╔══
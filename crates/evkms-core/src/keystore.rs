//! Per-peer pairwise key records
//!
//! Single source of truth for pairwise key material, keyed by peer GUID.
//! Consulted and mutated by discovery, key agreement, revocation and refresh
//! handling; all access is serialized by the session's lock.

use std::collections::HashMap;

use crate::crypto;
use crate::types::{DeviceGuid, PairwiseKeyRecord};

/// In-memory store of pairwise key records
#[derive(Debug, Default)]
pub struct KeyStore {
    records: HashMap<DeviceGuid, PairwiseKeyRecord>,
}

impl KeyStore {
    /// Create an empty store
    pub fn new() -> Self {
        Self::default()
    }

    /// Whether a record exists for the peer
    pub fn contains(&self, peer: &DeviceGuid) -> bool {
        self.records.contains_key(peer)
    }

    /// Get the record for a peer
    pub fn get(&self, peer: &DeviceGuid) -> Option<&PairwiseKeyRecord> {
        self.records.get(peer)
    }

    /// Insert or overwrite the record for a peer
    pub fn insert(&mut self, record: PairwiseKeyRecord) {
        self.records.insert(record.peer_guid.clone(), record);
    }

    /// Delete the record for a peer, returning it if present
    pub fn remove(&mut self, peer: &DeviceGuid) -> Option<PairwiseKeyRecord> {
        self.records.remove(peer)
    }

    /// Refresh one peer's key in place: `new_key = hash(old_key ‖ nonce)`
    ///
    /// Bumps the timestamp and leaves the state unchanged. Returns false if
    /// no record exists for the peer (a no-op, not a fault).
    pub fn refresh(&mut self, peer: &DeviceGuid, refresh_nonce: &str) -> bool {
        match self.records.get_mut(peer) {
            Some(record) => {
                record.key = crypto::refreshed_key(&record.key, refresh_nonce);
                record.last_updated = chrono::Utc::now().timestamp();
                true
            }
            None => false,
        }
    }

    /// Refresh every stored key with the same nonce, returning the count
    pub fn refresh_all(&mut self, refresh_nonce: &str) -> usize {
        let ts = chrono::Utc::now().timestamp();
        for record in self.records.values_mut() {
            record.key = crypto::refreshed_key(&record.key, refresh_nonce);
            record.last_updated = ts;
        }
        self.records.len()
    }

    /// All peers with a stored record
    pub fn peers(&self) -> Vec<DeviceGuid> {
        self.records.keys().cloned().collect()
    }

    /// Iterate all records
    pub fn iter(&self) -> impl Iterator<Item = &PairwiseKeyRecord> {
        self.records.values()
    }

    /// Number of stored records
    pub fn len(&self) -> usize {
        self.records.len()
    }

    /// Whether the store is empty
    pub fn is_empty(&self) -> bool {
        self.records.is_empty()
    }
}
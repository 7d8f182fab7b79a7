//! Scripted operations for driving policies in tests

use std::collections::VecDeque;
use std::sync::atomic::{AtomicU32, Ordering};
use std::sync::Arc;
use std::time::Duration;

use parking_lot::Mutex;

use crate::result::{Failure, Outcome};

/// One scripted step
#[derive(Debug, Clone)]
pub enum Step<T> {
    Succeed(T),
    Fail(String),
    /// Sleep, then succeed; async callers only
    Delay(Duration, T),
}

/// An operation that replays a fixed script and counts invocations
///
/// Once the script runs out the last step repeats. Clones share the script
/// and the counter.
#[derive(Debug, Clone)]
pub struct ScriptedOperation<T> {
    steps: Arc<Mutex<VecDeque<Step<T>>>>,
    last: Arc<Mutex<Option<Step<T>>>>,
    calls: Arc<AtomicU32>,
}

impl<T: Clone + Send + 'static> ScriptedOperation<T> {
    pub fn new<I: IntoIterator<Item = Step<T>>>(steps: I) -> Self {
        Self {
            steps: Arc::new(Mutex::new(steps.into_iter().collect())),
            last: Arc::new(Mutex::new(None)),
            calls: Arc::new(AtomicU32::new(0)),
        }
    }

    /// Fail `failures` times with `message`, then succeed with `value`
    pub fn failing_then(failures: usize, message: &str, value: T) -> Self {
        let mut steps: Vec<Step<T>> = (0..failures).map(|_| Step::Fail(message.to_string())).collect();
        steps.push(Step::Succeed(value));
        Self::new(steps)
    }

    /// Always fail with `message`
    pub fn always_failing(message: &str) -> Self {
        Self::new([Step::Fail(message.to_string())])
    }

    pub fn calls(&self) -> u32 {
        self.calls.load(Ordering::SeqCst)
    }

    fn next_step(&self) -> Option<Step<T>> {
        self.calls.fetch_add(1, Ordering::SeqCst);
        let next = self.steps.lock().pop_front();
        let mut last = self.last.lock();
        if let Some(step) = next {
            *last = Some(step);
        }
        last.clone()
    }

    /// Run the next step on the current thread
    pub fn call(&self) -> Outcome<T> {
        match self.next_step() {
            Some(Step::Succeed(value) | Step::Delay(_, value)) => Ok(value),
            Some(Step::Fail(message)) => Err(Failure::value(message)),
            None => Err(Failure::value("empty script")),
        }
    }

    /// Run the next step asynchronously
    pub async fn run(&self) -> Outcome<T> {
        match self.next_step() {
            Some(Step::Succeed(value)) => Ok(value),
            Some(Step::Delay(delay, value)) => {
                tokio::time::sleep(delay).await;
                Ok(value)
            }
            Some(Step::Fail(message)) => Err(Failure::value(message)),
            None => Err(Failure::value("empty script")),
        }
    }
}
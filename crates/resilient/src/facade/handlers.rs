//! Stock retry handlers used by the presets

use crate::resilience::HandlerDecision;
use crate::result::Failure;

/// Stop retrying once the engine reports an open circuit
///
/// Every other failure retries per policy.
pub fn stop_on_circuit_open(failure: &Failure) -> HandlerDecision {
    if failure.is_circuit_open() {
        HandlerDecision::Stop
    } else {
        HandlerDecision::Continue
    }
}

/// Handler that flips the caller into a fallback mode on failure
///
/// `switch` is invoked after every failed attempt and reports whether it
/// changed mode. A change earns another attempt; otherwise the failure is
/// surfaced immediately.
pub fn fallback<S>(switch: S) -> impl Fn(&Failure) -> HandlerDecision + Send + Sync + 'static
where
    S: Fn() -> bool + Send + Sync + 'static,
{
    move |_: &Failure| {
        if switch() {
            HandlerDecision::Continue
        } else {
            HandlerDecision::Stop
        }
    }
}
╚══
Aim of the task: Go through the listing above and find each line containing the string "Send"; copy those lines.

Exercise solution:
impl<T: Clone + Send + 'static> ScriptedOperation<T> {
pub fn fallback<S>(switch: S) -> impl Fn(&Failure) -> HandlerDecision + Send + Sync + 'static
    S: Fn() -> bool + Send + Sync + 'static,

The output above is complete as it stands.